After adjustment, patients from East Africa showed diminished CD4 recovery as compared with other regions. Three years after antiretroviral therapy initiation, the mean CD4 count for a prototypical patient with a pre-therapy CD4 count of 150/ml was 529/ml [95% confidence interval (CI): 517–541] in North America, 494/ml (95% CI: 429–559) in West Africa, 515/ml (95% CI: 508–522) in Southern Africa, 503/ml (95% CI: 478–528) in Asia and 437/ml (95% CI: 425–449) in East Africa.
CD4 recovery during HIV RNA suppression is diminished in East Africa as compared with other regions of the world, and observed differences are large enough to potentially influence clinical outcomes. Epidemiological analyses on a global scale can identify macroscopic effects unobservable at the clinical, national or individual regional level.
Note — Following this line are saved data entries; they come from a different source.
//! 2D drawing surface used by the whiteboard.

use std::fmt;

#[derive(Clone, Copy, Debug, PartialEq, Eq, Hash)]
pub struct Color {
    pub r: u8,
    pub g: u8,
    pub b: u8,
}

impl Color {
    pub const WHITE: Color = Color::rgb(0xFF, 0xFF, 0xFF);
    pub const BLACK: Color = Color::rgb(0, 0, 0);

    pub const fn rgb(r: u8, g: u8, b: u8) -> Self {
        Self { r, g, b }
    }

    /// Parse `#RRGGBB` (the leading `#` is optional).
    pub fn from_hex(hex: &str) -> Option<Self> {
        let digits = hex.trim().trim_start_matches('#');
        if digits.len() != 6 || !digits.is_ascii() {
            return None;
        }
        let channel = |i: usize| u8::from_str_radix(&digits[i..i + 2], 16).ok();
        Some(Self::rgb(channel(0)?, channel(2)?, channel(4)?))
    }
}

impl fmt::Display for Color {
    fn fmt(&self, f: &mut fmt::Formatter<'_>) -> fmt::Result {
        write!(f, "#{:02X}{:02X}{:02X}", self.r, self.g, self.b)
    }
}

#[derive(Clone, Copy, Debug, PartialEq)]
pub struct Point {
    pub x: f32,
    pub y: f32,
}

impl Point {
    pub fn new(x: f32, y: f32) -> Self {
        Self { x, y }
    }
}

/// How new paint combines with what is already there.
#[derive(Clone, Copy, Debug, PartialEq, Eq)]
pub enum CompositeMode {
    /// Paint over existing pixels.
    SourceOver,
    /// Clear existing pixels where painted.
    DestinationOut,
}

pub trait Surface {
    fn width(&self) -> u32;
    fn height(&self) -> u32;
    /// Paint every pixel with `color` under the current composite mode.
    fn fill(&mut self, color: Color);
    fn composite(&self) -> CompositeMode;
    fn set_composite(&mut self, mode: CompositeMode);
    /// Round-capped line of `width` from `from` to `to`.
    fn line(&mut self, from: Point, to: Point, color: Color, width: f32);
}

pub type Rgba = [u8; 4];

pub const TRANSPARENT: Rgba = [0, 0, 0, 0];

/// In-memory RGBA surface. Lines are rasterised by stamping discs along the
/// segment, so repainting the same segment always touches the same pixels.
#[derive(Clone, Debug)]
pub struct Raster {
    width: u32,
    height: u32,
    pixels: Vec<Rgba>,
    mode: CompositeMode,
}

impl Raster {
    pub fn new(width: u32, height: u32) -> Self {
        Self {
            width,
            height,
            pixels: vec![TRANSPARENT; width as usize * height as usize],
            mode: CompositeMode::SourceOver,
        }
    }

    pub fn pixels(&self) -> &[Rgba] {
        &self.pixels
    }

    pub fn pixel(&self, x: u32, y: u32) -> Option<Rgba> {
        if x >= self.width || y >= self.height {
            return None;
        }
        self.pixels
            .get(y as usize * self.width as usize + x as usize)
            .copied()
    }

    /// Nothing visible on a white page: every pixel is opaque white or
    /// has been erased to transparent.
    pub fn is_blank(&self) -> bool {
        let white = opaque(Color::WHITE);
        self.pixels.iter().all(|p| *p == white || *p == TRANSPARENT)
    }

    fn put(&mut self, index: usize, color: Color) {
        let value = match self.mode {
            CompositeMode::SourceOver => opaque(color),
            CompositeMode::DestinationOut => TRANSPARENT,
        };
        if let Some(px) = self.pixels.get_mut(index) {
            *px = value;
        }
    }

    fn stamp(&mut self, cx: f32, cy: f32, radius: f32, color: Color) {
        let max_x = i64::from(self.width) - 1;
        let max_y = i64::from(self.height) - 1;
        let x0 = ((cx - radius).floor() as i64).max(0);
        let x1 = ((cx + radius).ceil() as i64).min(max_x);
        let y0 = ((cy - radius).floor() as i64).max(0);
        let y1 = ((cy + radius).ceil() as i64).min(max_y);
        let r2 = radius * radius;
        for y in y0..=y1 {
            for x in x0..=x1 {
                let dx = x as f32 + 0.5 - cx;
                let dy = y as f32 + 0.5 - cy;
                if dx * dx + dy * dy <= r2 {
                    self.put(y as usize * self.width as usize + x as usize, color);
                }
            }
        }
    }
}

fn opaque(color: Color) -> Rgba {
    [color.r, color.g, color.b, 0xFF]
}

impl Surface for Raster {
    fn width(&self) -> u32 {
        self.width
    }

    fn height(&self) -> u32 {
        self.height
    }

    fn fill(&mut self, color: Color) {
        for index in 0..self.pixels.len() {
            self.put(index, color);
        }
    }

    fn composite(&self) -> CompositeMode {
        self.mode
    }

    fn set_composite(&mut self, mode: CompositeMode) {
        self.mode = mode;
    }

    fn line(&mut self, from: Point, to: Point, color: Color, width: f32) {
        let radius = (width / 2.0).max(0.5);
        let dx = to.x - from.x;
        let dy = to.y - from.y;
        let length = (dx * dx + dy * dy).sqrt();
        let steps = (length * 2.0).ceil().max(1.0) as u32;
        for i in 0..=steps {
            let t = i as f32 / steps as f32;
            self.stamp(from.x + dx * t, from.y + dy * t, radius, color);
        }
    }
}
即使在接受抗逆转录病毒治疗后血浆HIV RNA复制得到完全抑制的HIV感染患者中,遗传因素(如CCL3L1拷贝数)、病毒因素(如嗜性)和环境因素(如长期暴露于微生物抗原)也会影响CD4细胞的恢复。这些因素在全球范围内差异显著,因此在HIV RNA受到抑制期间,预期的CD4细胞恢复情况在全球可能有所不同。
我们评估了来自北美、西非、东非、南非和亚洲的成年HIV感染者。这些患者开始接受基于非核苷类逆转录酶抑制剂的治疗方案,其中包含依非韦伦或奈韦拉平,在治疗的第一年中至少有一次HIV RNA水平<500/ml,并观察了HIV RNA受到抑制期间CD4细胞的变化。我们使用分段线性回归来估计居住地区对CD4细胞恢复的影响,并对社会人口统计学和临床特征进行了调整。我们在37825人年的时间里观察了来自105个队列的28217名患者。
调整后,与其他地区相比,东非患者的CD4细胞恢复有所减少。在开始抗逆转录病毒治疗三年后,一名治疗前CD4细胞计数为150/ml的典型患者的平均CD4细胞计数在北美为529/ml [95%置信区间(CI):517–541],在西非为494/ml(95% CI:429–559),在南非为515/ml(95% CI:508–522),在亚洲为503/ml(95% CI:478–528),在东非为437/ml(95% CI:425–449)。
与世界其他地区相比,东非在HIV RNA受到抑制期间CD4细胞的恢复有所减少,观察到的差异足够大,可能会影响临床结果。全球范围内的流行病学分析可以识别在临床、国家或个别地区层面无法观察到的宏观效应。